NVIDIA GH200, H100 and L4 GPUs and Jetson Orin modules show exceptional performance running AI in production from the cloud to the network’s edge.
In its debut on the MLPerf industry benchmarks, the NVIDIA GH200 Grace Hopper Superchip ran all data center inference tests, extending the leading performance of NVIDIA H100 Tensor Core GPUs. The overall results showed the exceptional performance and versatility of the NVIDIA AI platform from the cloud to the network’s edge. Better hop to it!
GH200 Superchips Shine in MLPerf
The GH200 links a Hopper GPU with a Grace CPU in one superchip. The combination provides more memory, bandwidth and the ability to automatically shift power between the CPU and GPU to optimize performance.
Separately, NVIDIA HGX H100 systems that pack eight H100 GPUs delivered the highest throughput on every MLPerf Inference test in this round.

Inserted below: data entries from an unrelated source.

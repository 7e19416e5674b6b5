use dialoguer::Password;
use serde_json::{json, Value};

use crate::app::AppContext;
use crate::errors::CliError;
use crate::ui::{header, kv, print, print_json, receipt};

use super::format_local;

pub async fn handle_show(ctx: &AppContext<'_>) -> anyhow::Result<()> {
    let orchestrator = ctx.open_orchestrator()?;
    let settings = orchestrator.get_settings().await?.unwrap_or_default();

    let ui = ctx.ui();
    if ui.mode.is_json() {
        return print_json(&json!({
            "apiKey": settings.api_key.as_deref().map(mask_secret),
            "preferences": settings.preferences,
            "updatedAt": settings.updated_at,
        }));
    }

    print(ui, &header(ui, "settings", None));
    let api_key = settings
        .api_key
        .as_deref()
        .map(mask_secret)
        .unwrap_or_else(|| "not set".to_string());
    print(ui, &kv(ui, "API key", &api_key));
    for (key, value) in &settings.preferences {
        print(ui, &kv(ui, key, &display_value(value)));
    }
    if let Some(updated) = settings.updated_at {
        print(ui, &kv(ui, "Updated", &format_local(updated)));
    }
    Ok(())
}

pub async fn handle_set_api_key(ctx: &AppContext<'_>, key: Option<&str>) -> anyhow::Result<()> {
    let key = match key {
        Some(key) => key.trim().to_string(),
        None if ctx.interactive() => Password::new()
            .with_prompt("API key")
            .interact()
            .map_err(|e| anyhow::anyhow!("Failed to read API key: {}", e))?,
        None => {
            return Err(CliError::invalid_input("No API key given. Pass KEY as an argument.").into())
        }
    };
    if key.is_empty() {
        return Err(CliError::invalid_input("API key is empty").into());
    }

    let orchestrator = ctx.open_orchestrator()?;
    let mut settings = orchestrator.get_settings().await?.unwrap_or_default();
    settings.api_key = Some(key);
    let saved = orchestrator.save_settings(&settings).await?;

    let ui = ctx.ui();
    if ui.mode.is_json() {
        return print_json(&json!({ "apiKey": saved.api_key.as_deref().map(mask_secret) }));
    }
    if !ctx.quiet() {
        let masked = saved.api_key.as_deref().map(mask_secret).unwrap_or_default();
        print(ui, &receipt(ui, "API key saved", &[("API key", masked)]));
    }
    Ok(())
}

pub async fn handle_set(ctx: &AppContext<'_>, key: &str, value: &str) -> anyhow::Result<()> {
    let key = key.trim();
    if key.is_empty() {
        return Err(CliError::invalid_input("Preference name is empty").into());
    }

    let orchestrator = ctx.open_orchestrator()?;
    let mut settings = orchestrator.get_settings().await?.unwrap_or_default();
    settings
        .preferences
        .insert(key.to_string(), parse_value(value));
    let saved = orchestrator.save_settings(&settings).await?;

    let ui = ctx.ui();
    if ui.mode.is_json() {
        return print_json(&saved.preferences);
    }
    if !ctx.quiet() {
        let shown = saved
            .preferences
            .get(key)
            .map(display_value)
            .unwrap_or_default();
        print(ui, &receipt(ui, "Preference saved", &[(key, shown)]));
    }
    Ok(())
}

/// JSON when it parses, otherwise the raw string.
fn parse_value(raw: &str) -> Value {
    serde_json::from_str(raw).unwrap_or_else(|_| Value::String(raw.to_string()))
}

fn display_value(value: &Value) -> String {
    match value {
        Value::String(text) => text.clone(),
        other => other.to_string(),
    }
}

/// Show only the last four characters of a secret.
fn mask_secret(secret: &str) -> String {
    let count = secret.chars().count();
    if count <= 4 {
        return "*".repeat(count);
    }
    let tail: String = secret.chars().skip(count - 4).collect();
    format!("{}{}", "*".repeat(8), tail)
}

#[cfg(test)]
mod tests {
    use super::*;

    #[test]
    fn test_parse_value() {
        assert_eq!(parse_value("true"), Value::Bool(true));
        assert_eq!(parse_value("42"), json!(42));
        assert_eq!(parse_value("dark"), Value::String("dark".to_string()));
        assert_eq!(parse_value("{\"a\":1}"), json!({"a": 1}));
    }

    #[test]
    fn test_mask_secret() {
        assert_eq!(mask_secret("sk-abcdef1234"), "********1234");
        assert_eq!(mask_secret("abc"), "***");
    }
}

Grace Hopper Superchips and H100 GPUs led across all MLPerf’s data center tests, including inference for computer vision, speech recognition and medical imaging, in addition to the more demanding use cases of recommendation systems and the large language models (LLMs) used in generative AI. Overall, the results continue NVIDIA’s record of demonstrating performance leadership in AI training and inference in every round since the launch of the MLPerf benchmarks in 2018. The latest MLPerf round included an updated test of recommendation systems, as well as the first inference benchmark on GPT-J, an LLM with six billion parameters, a rough measure of an AI model’s size.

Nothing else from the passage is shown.